We slowly transitioned to life outside the colony. Though we continued to wear our Hutterite clothing, Mother allowed Rosie and me to abandon our Mützen. Mother removed her own polka-dotted Tiechel and, as a small symbol of liberation, replaced it with a plain black one for church, special outings, and each morning and evening when she knelt beside her bed to pray.

Despite the adjustments we were making, we stuck out like sore thumbs, even among the Holdeman people, who were a strict religious sect like the Hutterites. They lived in nearby Rosenort, a Mennonite enclave, and their members were deeply traditional, which appealed to my parents. They didn’t allow worldly intrusions such as televisions or radios in their homes, and they dressed in a very conservative manner. The men wore beards, but the women fashioned their kerchiefs into small black caps with an extravagant number of hairpins. For Mother, who was still learning to answer a telephone, learning to fasten the kerchief as they did was too complicated. She was not moved by convention and had not left the colony to learn a new way of tying her kerchief.

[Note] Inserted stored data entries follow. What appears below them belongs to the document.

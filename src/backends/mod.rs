//! Inference backend implementations

#[cfg(feature = "onnx")]
pub mod onnx;
pub mod test_utils;

#[cfg(feature = "onnx")]
pub use onnx::OnnxBackend;
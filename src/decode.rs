//! Output tensor decoding
//!
//! Turns the raw inpainting result (channel-planar floats at model
//! resolution) back into an RGBA pixel buffer. The numeric range of the
//! output is not part of the model contract, so it is classified with a
//! sampling heuristic before scaling.

use crate::error::{InpaintError, Result};
use image::{Rgba, RgbaImage};
use ndarray::Array4;

/// How many leading first-channel values the range classifier samples at most
const RANGE_SAMPLE_LIMIT: usize = 1000;

/// Magnitude at or below which sampled output is treated as normalized `[0, 1]`
const NORMALIZED_MAX_MAGNITUDE: f32 = 2.0;

/// Classify whether a result tensor is normalized to `[0, 1]`.
///
/// Samples the first `min(1000, total_values / 3)` values of the first
/// channel and takes their maximum absolute magnitude; at or below 2.0 the
/// tensor is treated as normalized and every value is scaled by 255 before
/// use. This is a statistical heuristic, not a certainty: a pathological
/// sample (for example a very dark first-channel crop of a byte-range
/// output) can misclassify. Callers needing certainty should carry an
/// explicit range contract with the model instead.
#[must_use]
pub fn classify_range(tensor: &Array4<f32>) -> bool {
    let sample_len = RANGE_SAMPLE_LIMIT.min(tensor.len() / 3);
    let max_magnitude = tensor
        .iter()
        .take(sample_len)
        .fold(0.0f32, |acc, &v| acc.max(v.abs()));
    max_magnitude <= NORMALIZED_MAX_MAGNITUDE
}

/// Decode a `[1, 3, H, W]` result tensor into an opaque RGBA buffer.
///
/// Every channel value is scaled per the range classification, clamped to
/// `[0, 255]`, and rounded to the nearest integer; alpha is fully opaque.
///
/// # Errors
/// - [`InpaintError::Decode`] when the tensor is not `[1, 3, H, W]`
#[allow(clippy::indexing_slicing)] // Shape length is fixed at 4 by Array4
pub fn decode_output(tensor: &Array4<f32>) -> Result<RgbaImage> {
    let shape = tensor.shape();
    let (batch, channels) = (shape[0], shape[1]);
    if batch != 1 || channels != 3 {
        return Err(InpaintError::decode(format!(
            "Expected [1, 3, H, W] output tensor, got {shape:?}"
        )));
    }
    let (height, width) = (shape[2], shape[3]);

    let scale = if classify_range(tensor) { 255.0 } else { 1.0 };

    let mut output = RgbaImage::new(width as u32, height as u32);
    #[allow(clippy::indexing_slicing)]
    // Safe: x and y iterate within the tensor's own H and W dimensions
    for (x, y, pixel) in output.enumerate_pixels_mut() {
        let (xi, yi) = (x as usize, y as usize);
        let r = quantize(tensor[[0, 0, yi, xi]] * scale);
        let g = quantize(tensor[[0, 1, yi, xi]] * scale);
        let b = quantize(tensor[[0, 2, yi, xi]] * scale);
        *pixel = Rgba([r, g, b, 255]);
    }

    Ok(output)
}

/// Clamp to `[0, 255]` and round to the nearest integer
fn quantize(value: f32) -> u8 {
    value.clamp(0.0, 255.0).round() as u8
}

#[cfg(test)]
mod tests {
    use super::*;
    use ndarray::Array4;

    fn planar_tensor(size: usize, fill: f32) -> Array4<f32> {
        Array4::from_elem((1, 3, size, size), fill)
    }

    #[test]
    fn test_all_ones_normalized_decodes_to_white() {
        let tensor = planar_tensor(8, 1.0);
        let image = decode_output(&tensor).unwrap();
        for pixel in image.pixels() {
            assert_eq!(pixel.0, [255, 255, 255, 255]);
        }
    }

    #[test]
    fn test_byte_range_values_pass_through() {
        // Max magnitude well above 2.0, so no scaling beyond clamp/round
        let mut tensor = planar_tensor(4, 0.0);
        for y in 0..4 {
            for x in 0..4 {
                tensor[[0, 0, y, x]] = 200.4;
                tensor[[0, 1, y, x]] = 100.6;
                tensor[[0, 2, y, x]] = 300.0; // clamps to 255
            }
        }
        let image = decode_output(&tensor).unwrap();
        for pixel in image.pixels() {
            assert_eq!(pixel.0, [200, 101, 255, 255]);
        }
    }

    #[test]
    fn test_normalized_values_scale_by_255() {
        let mut tensor = planar_tensor(4, 0.5);
        tensor[[0, 1, 0, 0]] = 0.0;
        let image = decode_output(&tensor).unwrap();
        assert_eq!(image.get_pixel(0, 0).0, [128, 0, 128, 255]);
        assert_eq!(image.get_pixel(1, 1).0, [128, 128, 128, 255]);
    }

    #[test]
    fn test_negative_values_clamp_to_zero() {
        let tensor = planar_tensor(4, -50.0);
        assert!(!classify_range(&tensor));
        let image = decode_output(&tensor).unwrap();
        for pixel in image.pixels() {
            assert_eq!(pixel.0, [0, 0, 0, 255]);
        }
    }

    #[test]
    fn test_range_classification_threshold() {
        assert!(classify_range(&planar_tensor(8, 2.0)));
        assert!(classify_range(&planar_tensor(8, -1.5)));
        assert!(!classify_range(&planar_tensor(8, 2.01)));
        assert!(!classify_range(&planar_tensor(8, 128.0)));
    }

    #[test]
    fn test_classifier_samples_only_leading_first_channel() {
        // First channel dark, later channels in byte range: the documented
        // misclassification case. The sample window never reaches them.
        let mut tensor = planar_tensor(40, 0.25);
        for y in 0..40 {
            for x in 0..40 {
                tensor[[0, 1, y, x]] = 180.0;
                tensor[[0, 2, y, x]] = 220.0;
            }
        }
        assert!(classify_range(&tensor));
    }

    #[test]
    fn test_wrong_shape_is_decode_error() {
        let tensor = Array4::<f32>::zeros((1, 1, 8, 8));
        let err = decode_output(&tensor).unwrap_err();
        assert!(matches!(err, InpaintError::Decode(_)));
    }
}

But I was, and this provoked the first of many of my attempts to conform to the standards of others as I embarked on a journey to reinvent myself. All the young Holdeman girls carried a carefully folded and beautifully embroidered handkerchief with them to church. I reasoned that if I could join the hankie crowd, then I would at least begin to fit in. Mother’s handkerchiefs were all industrial-strength nose blowers, and not a single one of them could be mistaken for dainty, even from a reasonable distance.

One day, when Dad stopped to fill the gas tank at the Co-op, I spotted a paper napkin that someone had dropped on the floor by the cash register. It was white with large, yellow daisies. We hadn’t used napkins on the colony, and I had never seen one like it, so when no one was looking, I grabbed it. Once home, I ironed the frayed edges on low, carefully folded it, and tucked it under my pillow. Sunday couldn’t come quickly enough, and when it finally did, I was the first one ready. The Holdeman women flowed into church in their smart dresses sewn from yards of pastel blue, green, and yellow cotton. I envied the way their skirts flared at the knee and their belts cinched their impossibly small waists.

Our family took up one whole pew, and it felt odd to have my parents sitting together and to be seated next to them or to hear the sound of small children in church. When it was time to pray, I placed my napkin on my seat like the rest of the young girls and knelt, peering over the back of the bench in front of me at a neat row of expertly stitched hankies. I envisioned the girls behind me gasping with delight when they saw the daisy pattern on mine. Instead, I heard the unmistakable sound of snickering.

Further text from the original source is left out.